## TASK DIRECTIONS
For the records below, print every one exactly, with nothing dropped.

## SOURCE MATERIAL

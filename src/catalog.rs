//! Liquid catalog
//!
//! Built-in liquids plus any custom ones from the config file, seeded into
//! the session store so lookups go through one place.

use rusqlite::Connection;
use tracing::debug;

use crate::db;
use crate::error::{Error, Result};
use crate::models::LiquidProfile;

/// Highest target temperature a liquid profile may declare.
pub const MAX_TARGET_TEMPERATURE_C: f64 = 150.0;

/// The five liquids the calculator ships with
pub fn default_liquids() -> Vec<LiquidProfile> {
    vec![
        LiquidProfile::new("Water", 100.0).with_aliases(&["Agua"]),
        LiquidProfile::new("Milk", 90.0).with_aliases(&["Leche"]),
        LiquidProfile::new("Soup", 95.0).with_aliases(&["Broth", "Caldo", "Sopa", "Caldo / Sopa"]),
        LiquidProfile::new("Coffee", 75.0).with_aliases(&["Café", "Café frío para recalentar"]),
        LiquidProfile::new("Chocolate", 85.0)
            .with_aliases(&["Hot chocolate", "Chocolate caliente"]),
    ]
}

/// Check a profile before it enters the catalog
pub fn validate_liquid(liquid: &LiquidProfile) -> Result<()> {
    if liquid.name.trim().is_empty() {
        return Err(Error::InvalidLiquid {
            name: liquid.name.clone(),
            reason: "name must not be empty".to_string(),
        });
    }
    let target = liquid.target_temperature_c;
    if !(target.is_finite() && target > 0.0 && target <= MAX_TARGET_TEMPERATURE_C) {
        return Err(Error::InvalidLiquid {
            name: liquid.name.clone(),
            reason: format!(
                "target temperature {} °C is outside (0, {}]",
                target, MAX_TARGET_TEMPERATURE_C
            ),
        });
    }
    Ok(())
}

/// Write the built-in liquids and `extra` into the store
///
/// Extra liquids with the same name as a built-in replace it.
pub fn seed_catalog(conn: &Connection, extra: &[LiquidProfile]) -> Result<usize> {
    let mut count = 0;
    for liquid in default_liquids().iter().chain(extra) {
        validate_liquid(liquid)?;
        db::upsert_liquid(conn, liquid)?;
        count += 1;
    }
    debug!(count, "seeded liquid catalog");
    Ok(count)
}

pub fn list_liquids(conn: &Connection) -> Result<Vec<LiquidProfile>> {
    db::list_liquids(conn)
}

/// Find a liquid by name or alias, ignoring case and accents
pub fn find_liquid(conn: &Connection, name: &str) -> Result<LiquidProfile> {
    let query = name.trim();
    if let Some(liquid) = db::get_liquid(conn, query)? {
        return Ok(liquid);
    }

    let folded = fold(query);
    let liquids = db::list_liquids(conn)?;
    let by_name = liquids.iter().find(|l| fold(&l.name) == folded);
    let by_alias = || {
        liquids
            .iter()
            .find(|l| l.aliases.iter().any(|alias| fold(alias) == folded))
    };
    if let Some(liquid) = by_name.or_else(by_alias) {
        return Ok(liquid.clone());
    }

    let suggestions = liquids
        .iter()
        .filter(|l| {
            !folded.is_empty()
                && labels(l).any(|label| {
                    let label = fold(label);
                    label.contains(&folded)
                        || folded.contains(&label)
                        || shares_prefix(&label, &folded, 3)
                })
        })
        .map(|l| l.name.clone())
        .collect();

    Err(Error::UnknownLiquid {
        name: query.to_string(),
        suggestions,
    })
}

fn labels(liquid: &LiquidProfile) -> impl Iterator<Item = &str> {
    std::iter::once(liquid.name.as_str()).chain(liquid.aliases.iter().map(String::as_str))
}

fn shares_prefix(a: &str, b: &str, len: usize) -> bool {
    a.chars().count() >= len
        && b.chars().count() >= len
        && a.chars().take(len).eq(b.chars().take(len))
}

/// Lowercase and strip the Spanish accents the aliases use
fn fold(s: &str) -> String {
    s.trim()
        .to_lowercase()
        .chars()
        .map(|c| match c {
            'á' | 'à' | 'ä' => 'a',
            'é' | 'è' | 'ë' => 'e',
            'í' | 'ì' | 'ï' => 'i',
            'ó' | 'ò' | 'ö' => 'o',
            'ú' | 'ù' | 'ü' => 'u',
            'ñ' => 'n',
            other => other,
        })
        .collect()
}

## SOLUTION TO THIS EXERCISE
filename src/catalog.rs
//! Liquid catalog
//!
//! Built-in liquids plus any custom ones from the config file, seeded into
//! the session store so lookups go through one place.

use rusqlite::Connection;
use tracing::debug;

use crate::db;
use crate::error::{Error, Result};
use crate::models::LiquidProfile;

/// Highest target temperature a liquid profile may declare.
pub const MAX_TARGET_TEMPERATURE_C: f64 = 150.0;

/// The five liquids the calculator ships with
pub fn default_liquids() -> Vec<LiquidProfile> {
    vec![
        LiquidProfile::new("Water", 100.0).with_aliases(&["Agua"]),
        LiquidProfile::new("Milk", 90.0).with_aliases(&["Leche"]),
        LiquidProfile::new("Soup", 95.0).with_aliases(&["Broth", "Caldo", "Sopa", "Caldo / Sopa"]),
        LiquidProfile::new("Coffee", 75.0).with_aliases(&["Café", "Café frío para recalentar"]),
        LiquidProfile::new("Chocolate", 85.0)
            .with_aliases(&["Hot chocolate", "Chocolate caliente"]),
    ]
}

/// Check a profile before it enters the catalog
pub fn validate_liquid(liquid: &LiquidProfile) -> Result<()> {
    if liquid.name.trim().is_empty() {
        return Err(Error::InvalidLiquid {
            name: liquid.name.clone(),
            reason: "name must not be empty".to_string(),
        });
    }
    let target = liquid.target_temperature_c;
    if !(target.is_finite() && target > 0.0 && target <= MAX_TARGET_TEMPERATURE_C) {
        return Err(Error::InvalidLiquid {
            name: liquid.name.clone(),
            reason: format!(
                "target temperature {} °C is outside (0, {}]",
                target, MAX_TARGET_TEMPERATURE_C
            ),
        });
    }
    Ok(())
}

/// Write the built-in liquids and `extra` into the store
///
/// Extra liquids with the same name as a built-in replace it.
pub fn seed_catalog(conn: &Connection, extra: &[LiquidProfile]) -> Result<usize> {
    let mut count = 0;
    for liquid in default_liquids().iter().chain(extra) {
        validate_liquid(liquid)?;
        db::upsert_liquid(conn, liquid)?;
        count += 1;
    }
    debug!(count, "seeded liquid catalog");
    Ok(count)
}

pub fn list_liquids(conn: &Connection) -> Result<Vec<LiquidProfile>> {
    db::list_liquids(conn)
}

/// Find a liquid by name or alias, ignoring case and accents
pub fn find_liquid(conn: &Connection, name: &str) -> Result<LiquidProfile> {
    let query = name.trim();
    if let Some(liquid) = db::get_liquid(conn, query)? {
        return Ok(liquid);
    }

    let folded = fold(query);
    let liquids = db::list_liquids(conn)?;
    let by_name = liquids.iter().find(|l| fold(&l.name) == folded);
    let by_alias = || {
        liquids
            .iter()
            .find(|l| l.aliases.iter().any(|alias| fold(alias) == folded))
    };
    if let Some(liquid) = by_name.or_else(by_alias) {
        return Ok(liquid.clone());
    }

    let suggestions = liquids
        .iter()
        .filter(|l| {
            !folded.is_empty()
                && labels(l).any(|label| {
                    let label = fold(label);
                    label.contains(&folded)
                        || folded.contains(&label)
                        || shares_prefix(&label, &folded, 3)
                })
        })
        .map(|l| l.name.clone())
        .collect();

    Err(Error::UnknownLiquid {
        name: query.to_string(),
        suggestions,
    })
}

fn labels(liquid: &LiquidProfile) -> impl Iterator<Item = &str> {
    std::iter::once(liquid.name.as_str()).chain(liquid.aliases.iter().map(String::as_str))
}

fn shares_prefix(a: &str, b: &str, len: usize) -> bool {
    a.chars().count() >= len
        && b.chars().count() >= len
        && a.chars().take(len).eq(b.chars().take(len))
}

/// Lowercase and strip the Spanish accents the aliases use
fn fold(s: &str) -> String {
    s.trim()
        .to_lowercase()
        .chars()
        .map(|c| match c {
            'á' | 'à' | 'ä' => 'a',
            'é' | 'è' | 'ë' => 'e',
            'í' | 'ì' | 'ï' => 'i',
            'ó' | 'ò' | 'ö' => 'o',
            'ú' | 'ù' | 'ü' => 'u',
            'ñ' => 'n',
            other => other,
        })
        .collect()
}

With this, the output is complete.